El tirón económico del turismo y todo lo que mueve a su alrededor tiene una repercusión directa en un incremento de la población en las zonas próximas a los núcleos turísticos. Siempre ha sido así y lo seguirá siendo a corto y medio plazo en la isla de Tenerife. Lo indica la proyección elaborada por el Instituto Canario de Estadística (Istac) que alcanza hasta el horizonte del año 2019.
El informe del órgano que escruta las cifras del Archipiélago revela que la comarca sur registrará un crecimiento entre 2015 y 2019 que será casi el triple que el previsto en el área metropolitana y prácticamente el doble que la zona norte de la Isla.
La proyección apunta a un aumento del número de residentes en el Sur del 7,5% en ese intervalo de cuatro años, mientras que ese porcentaje desciende al 3,9% en el caso de los municipios del Norte y baja aún más, al 2´6%, para la zona metropolitana. Es decir, el Sur seguirá con su progresión de crecimiento poblacional, ganando cada vez mayor peso respecto al resto de la Isla.
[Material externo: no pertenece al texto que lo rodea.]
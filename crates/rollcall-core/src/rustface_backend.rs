//! SeetaFace detection backend via the `rustface` crate.

use crate::locator::{FaceLocator, LocatorError};
use crate::types::FaceBounds;
use std::path::Path;

// --- Named constants (no magic numbers) ---
const MIN_FACE_SIZE: u32 = 20;
const SCORE_THRESHOLD: f64 = 2.0;
const PYRAMID_SCALE_FACTOR: f32 = 0.8;
const SLIDE_WINDOW_STEP: u32 = 4;

/// Face locator backed by the `rustface` crate (SeetaFace engine).
///
/// Holds the parsed model; a detector instance is built from a clone of it
/// per call because the underlying detector is stateful. Cloning the
/// locator shares nothing but the model bytes.
#[derive(Clone)]
pub struct RustfaceLocator {
    model: rustface::Model,
}

impl std::fmt::Debug for RustfaceLocator {
    fn fmt(&self, f: &mut std::fmt::Formatter<'_>) -> std::fmt::Result {
        f.debug_struct("RustfaceLocator").finish_non_exhaustive()
    }
}

impl RustfaceLocator {
    /// Load the SeetaFace model from the given path.
    pub fn load(model_path: &Path) -> Result<Self, LocatorError> {
        if !model_path.exists() {
            return Err(LocatorError::ModelNotFound(model_path.to_path_buf()));
        }

        let data = std::fs::read(model_path).map_err(|e| LocatorError::ModelRead {
            path: model_path.to_path_buf(),
            source: e,
        })?;

        let model = rustface::read_model(std::io::Cursor::new(data)).map_err(|e| {
            LocatorError::ModelInvalid {
                path: model_path.to_path_buf(),
                reason: e.to_string(),
            }
        })?;

        tracing::info!(path = %model_path.display(), "loaded SeetaFace detection model");

        Ok(Self { model })
    }
}

impl FaceLocator for RustfaceLocator {
    fn locate(&self, gray: &[u8], width: u32, height: u32) -> Vec<FaceBounds> {
        let mut detector = rustface::create_detector_with_model(self.model.clone());
        detector.set_min_face_size(MIN_FACE_SIZE);
        detector.set_score_thresh(SCORE_THRESHOLD);
        detector.set_pyramid_scale_factor(PYRAMID_SCALE_FACTOR);
        detector.set_slide_window_step(SLIDE_WINDOW_STEP, SLIDE_WINDOW_STEP);

        let faces = detector.detect(&rustface::ImageData::new(gray, width, height));

        faces
            .iter()
            .map(|face| {
                let bbox = face.bbox();
                FaceBounds {
                    x: bbox.x() as f32,
                    y: bbox.y() as f32,
                    width: bbox.width() as f32,
                    height: bbox.height() as f32,
                    confidence: face.score() as f32,
                }
            })
            .collect()
    }
}

#[cfg(test)]
mod tests {
    use super::*;

    #[test]
    fn test_load_missing_model() {
        let err = RustfaceLocator::load(Path::new("/nonexistent/seeta.bin")).unwrap_err();
        assert!(matches!(err, LocatorError::ModelNotFound(_)));
        // The message carries the download hint for operators.
        assert!(err.to_string().contains("seeta_fd_frontal_v1.0.bin"));
    }
}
Concretamente, esta zona pasará de los 315.000 habitantes de 2015 a los 339.000 en 2019 (24.000 habitantes más), según los cálculos del Istac, atendiendo a determinadas variables y evaluando la progresión de los últimos años. En el caso de la comarca norte el incremento será de 10.500 personas, pasando de 258.000 a 268.500 residentes, mientras que en el área metropolitana (Santa Cruz, La Laguna, Tegueste y El Rosario) la diferencia será de apenas 11.000 personas, una cantidad mínima si tenemos en cuenta el volumen de población. Pasaría de 425.500 a 436.500 habitantes.
El aumento de turistas y la capacidad de generar empleo
Los expertos destacan el polo económico de atracción que representa el turismo para el asentamiento de nuevos residentes aunque advierten de que este tipo de crecimientos a una cierta velocidad tienen un límite, que es el que marca la capacidad de generar empleo del sector.
Los analistas sostienen que desde que el Archipiélago coronó los 12 millones de turistas en 2014 el crecimiento del empleo se ha ido ralentizando. Una realidad que, advierten, refleja que la estructura productiva insular no tiene demasiadas capacidades para el empleo, lo cual coloca al Archipiélago en una situación de cierta fragilidad.
Precisamente, las previsiones de ocupación hotelera y extrahotelera apuntan a nuevas cifras récord este año, dándose prácticamente por seguro que se alcanzarán los 14 millones de visitantes, un dato que plantea un debate: ¿Cuál es el tope turístico de las Islas?